上述した種々のノズルを組み合わせることにより、本発明の目的をより効果的に達成することができる。例えば、第1の吸引ノズル130および第2の吸引ノズル136の両方を上述したスリットノズルから構成することにより、基板Wに残留する処理液をより効率よく吸引することができる。
図15に示すように、第1の吸引ノズル130が基板Wおよび基板側シール部材66の下部の対向する位置にある間に、第2の吸引ノズル136を基板ホルダ8の下端部に対向する位置(図6参照)に移動させてもよい。そして、第1の吸引ノズル130による吸引と第2の吸引ノズル136による吸引とを交互に、または同時に行って、基板ホルダ8の下端部およびその周辺に集まった処理液を除去するようにしてもよい。

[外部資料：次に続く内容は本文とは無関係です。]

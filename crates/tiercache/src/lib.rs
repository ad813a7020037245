//! # tiercache
//!
//! A two-tier object cache fronted by a deduplicating asynchronous loader.
//! Callers request a value by key; the loader serves it from memory, falls
//! back to disk (promoting the result into memory), and falls back further
//! to fetching it from a remote source, storing the result in both tiers.
//!
//! ## Cache layers
//!
//! - An in-memory layer ([`MemoryCache`]): a bounded, thread-safe key/value
//!   map with count and total-cost limits and LRU eviction. Entries are
//!   never persisted; they vanish under eviction or explicit removal.
//! - A file-system layer ([`DiskCache`]): one file per entry in a dedicated
//!   directory, with file names derived from the key (by default its SHA-256
//!   digest). A size cap is enforced by the [`prune_over_limit`]
//!   maintenance operation, which removes the oldest-created files until the
//!   total size drops to half the limit.
//! - The composition of the two ([`TieredCache`]): read-through with
//!   promotion, synchronous memory writes, and synchronous or background
//!   disk writes depending on the configured [`WritePolicy`].
//!
//! A load request goes through the following steps:
//! - First, the two-tier cache is consulted; a hit is delivered without any
//!   in-flight bookkeeping.
//! - On a miss, the request joins the in-flight fetch for its key, or
//!   starts one if there is none. However many callers pile onto a key,
//!   exactly one fetch runs.
//! - The fetch result is decoded, stored into both tiers, and fanned out to
//!   every pending caller on the delivery runtime. A fetch or decode
//!   failure is fanned out the same way; each caller may independently
//!   retry by loading again.
//!
//! ## Metrics
//!
//! When statsd reporting is configured via
//! [`metrics::configure_statsd`], the following are emitted, tagged with
//! the cache name where applicable: `cache.access`, `cache.memory.hit`,
//! `cache.disk.hit`, `cache.disk.write`, `cache.disk.file.size`,
//! `cache.disk.prune.removed_files`, `cache.disk.prune.removed_bytes`,
//! `loader.fetch`, `loader.coalesced`.
//!
//! ## Concurrency
//!
//! Fetches run on an executor runtime with parallelism bounded by the
//! loader configuration; completion handlers are invoked on a separate
//! delivery runtime. The in-flight map is guarded by a single mutex, and
//! fan-out drains it before invoking any handler, which is what makes the
//! coalescing race-free. Disk reads happen on the calling thread; disk
//! writes and removals follow the configured [`WritePolicy`].
//!
//! [`MemoryCache`]: crate::memory::MemoryCache
//! [`DiskCache`]: crate::disk::DiskCache
//! [`TieredCache`]: crate::tiered::TieredCache
//! [`WritePolicy`]: crate::config::WritePolicy
//! [`prune_over_limit`]: crate::disk::DiskCache::prune_over_limit

#[macro_use]
pub mod metrics;

pub mod codec;
pub mod config;
pub mod disk;
pub mod error;
pub mod loader;
pub mod memory;
pub mod store;
pub mod tiered;

#[cfg(test)]
mod tests;

pub use codec::{TransformError, Transformable};
pub use config::{ClearMode, DiskConfig, LoaderConfig, MemoryConfig, TieredConfig, WritePolicy};
pub use disk::{DiskCache, RemovedEntry};
pub use error::CacheError;
pub use loader::{DecodeFn, FetchSource, LoadOptions, LoadResult, Loader};
pub use memory::MemoryCache;
pub use store::Store;
pub use tiered::TieredCache;
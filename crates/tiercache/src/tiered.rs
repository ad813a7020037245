//! The two-tier cache.
//!
//! Composes the memory and disk tiers into one read-through store: reads hit
//! memory first and promote disk hits into memory, writes go to memory
//! synchronously and to disk either inline or on a background I/O runtime.

use std::sync::Arc;

use tokio::runtime::Handle;

use crate::codec::Transformable;
use crate::config::{ClearMode, TieredConfig, WritePolicy};
use crate::disk::DiskCache;
use crate::error::CacheError;
use crate::memory::MemoryCache;
use crate::store::Store;

/// A cache using both memory and disk.
///
/// With [`WritePolicy::Background`], disk writes and removals are dispatched
/// to the I/O runtime and their failures are logged rather than surfaced —
/// a successful `set` only guarantees the memory tier. A `get` issued after
/// a `set` on the same thread always observes at least the memory-tier
/// value.
pub struct TieredCache<V> {
    memory: Arc<MemoryCache<V>>,
    disk: Arc<DiskCache<V>>,
    io: Handle,
    write_policy: WritePolicy,
    clear_mode: ClearMode,
}

impl<V> Clone for TieredCache<V> {
    fn clone(&self) -> Self {
        TieredCache {
            memory: Arc::clone(&self.memory),
            disk: Arc::clone(&self.disk),
            io: self.io.clone(),
            write_policy: self.write_policy,
            clear_mode: self.clear_mode,
        }
    }
}

impl<V> TieredCache<V>
where
    V: Transformable + Clone + Send + Sync + 'static,
{
    /// Creates a two-tier cache named `name`, with disk writes dispatched to
    /// the `io` runtime when the write policy is [`WritePolicy::Background`].
    ///
    /// # Panics
    ///
    /// Panics if `name` is empty (see [`DiskCache::new`]).
    pub fn new(name: &str, config: TieredConfig, io: Handle) -> Result<Self, CacheError> {
        let memory = MemoryCache::new(config.memory);
        let disk = DiskCache::new(name, config.disk)?;
        Ok(Self::with_stores(
            memory,
            disk,
            config.write_policy,
            config.clear_mode,
            io,
        ))
    }

    /// Composes a cache from already-constructed tiers.
    pub fn with_stores(
        memory: MemoryCache<V>,
        disk: DiskCache<V>,
        write_policy: WritePolicy,
        clear_mode: ClearMode,
        io: Handle,
    ) -> Self {
        TieredCache {
            memory: Arc::new(memory),
            disk: Arc::new(disk),
            io,
            write_policy,
            clear_mode,
        }
    }

    pub fn name(&self) -> &str {
        self.disk.name()
    }

    pub fn memory(&self) -> &MemoryCache<V> {
        &self.memory
    }

    pub fn disk(&self) -> &DiskCache<V> {
        &self.disk
    }

    /// Stores `value` in both tiers.
    ///
    /// The memory write happens first, so subsequent reads on the same
    /// thread observe the value immediately. `raw` optionally carries the
    /// encoded byte representation, sparing the disk tier a second encoding
    /// pass; it also serves as the memory-tier cost.
    pub fn set(&self, key: &str, value: V, raw: Option<&[u8]>) -> Result<(), CacheError> {
        let cost = raw.map(|b| b.len() as u64).unwrap_or(0);
        self.memory.set(key, value.clone(), cost);

        match self.write_policy {
            WritePolicy::Sync => self.disk.set(key, &value, raw),
            WritePolicy::Background => {
                let disk = Arc::clone(&self.disk);
                let key = key.to_owned();
                let raw = raw.map(|b| b.to_vec());
                self.io.spawn(async move {
                    if let Err(err) = disk.set(&key, &value, raw.as_deref()) {
                        tracing::error!(
                            error = &err as &dyn std::error::Error,
                            key = %key,
                            "failed to write cache entry to disk"
                        );
                    }
                });
                Ok(())
            }
        }
    }

    /// Returns the value for `key` from the fastest tier holding it.
    ///
    /// A disk hit is promoted into memory before returning, so the next read
    /// is served without touching the disk.
    pub fn get(&self, key: &str) -> Result<Option<V>, CacheError> {
        metric!(counter("cache.access") += 1, "cache" => self.name());

        if let Some(value) = self.memory.get(key) {
            metric!(counter("cache.memory.hit") += 1, "cache" => self.name());
            tracing::trace!(key, "value served from memory");
            return Ok(Some(value));
        }

        match self.disk.load(key)? {
            Some((value, size)) => {
                tracing::trace!(key, "value served from disk");
                self.memory.set(key, value.clone(), size);
                Ok(Some(value))
            }
            None => Ok(None),
        }
    }

    /// Removes `key` from both tiers.
    pub fn remove(&self, key: &str) -> Result<(), CacheError> {
        self.memory.remove(key);

        match self.write_policy {
            WritePolicy::Sync => self.disk.remove(key),
            WritePolicy::Background => {
                let disk = Arc::clone(&self.disk);
                let key = key.to_owned();
                self.io.spawn(async move {
                    if let Err(err) = disk.remove(&key) {
                        tracing::error!(
                            error = &err as &dyn std::error::Error,
                            key = %key,
                            "failed to remove cache entry from disk"
                        );
                    }
                });
                Ok(())
            }
        }
    }

    /// Clears the tiers selected by `mode`.
    pub fn clear(&self, mode: ClearMode) -> Result<(), CacheError> {
        if matches!(mode, ClearMode::Memory | ClearMode::Both) {
            self.memory.clear();
        }
        if matches!(mode, ClearMode::Disk | ClearMode::Both) {
            match self.write_policy {
                WritePolicy::Sync => self.disk.clear()?,
                WritePolicy::Background => {
                    let disk = Arc::clone(&self.disk);
                    self.io.spawn(async move {
                        if let Err(err) = disk.clear() {
                            tracing::error!(
                                error = &err as &dyn std::error::Error,
                                "failed to clear disk cache"
                            );
                        }
                    });
                }
            }
        }
        Ok(())
    }
}

impl<V> Store<V> for TieredCache<V>
where
    V: Transformable + Clone + Send + Sync + 'static,
{
    fn set(&self, key: &str, value: V, raw: Option<&[u8]>) -> Result<(), CacheError> {
        TieredCache::set(self, key, value, raw)
    }

    fn get(&self, key: &str) -> Result<Option<V>, CacheError> {
        TieredCache::get(self, key)
    }

    fn remove(&self, key: &str) -> Result<(), CacheError> {
        TieredCache::remove(self, key)
    }

    fn clear(&self) -> Result<(), CacheError> {
        TieredCache::clear(self, self.clear_mode)
    }
}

上記の例では、基板Wの表面および基板側シール部材66の接触部に付着した処理液を吸引する例を示したが、同様の構成により、基板ホルダ8の表面に付着した処理液を吸引するようにしてもよい。これにより、基板ホルダ8の表面に付着した処理液を減少させ、次の工程で処理液による汚染を減少させることができる。本実施形態の構成によれば、基板ホルダ8を水平方向に搬送する間にも処理液の吸引除去を行うことができるので、液切りするための待機は必要なく、スループットを向上することができる。
なお、本発明は、処理槽110での基板ホルダ8の上昇下降動作を、トランスポータ100とは別に設けられた昇降機構により行うめっき装置にも適用することができる。このタイプのめっき装置でも、処理槽110から上昇する基板ホルダ8に対向する位置に吸引ノズルを配置し、この吸引ノズルが基板ホルダ8とともに水平移動しながら処理液を吸引することができる。
これまで本発明の実施形態について説明したが、本発明は上述の実施形態に限定されず、その技術思想の範囲内において、種々の異なる形態で実施されてよいことは勿論である。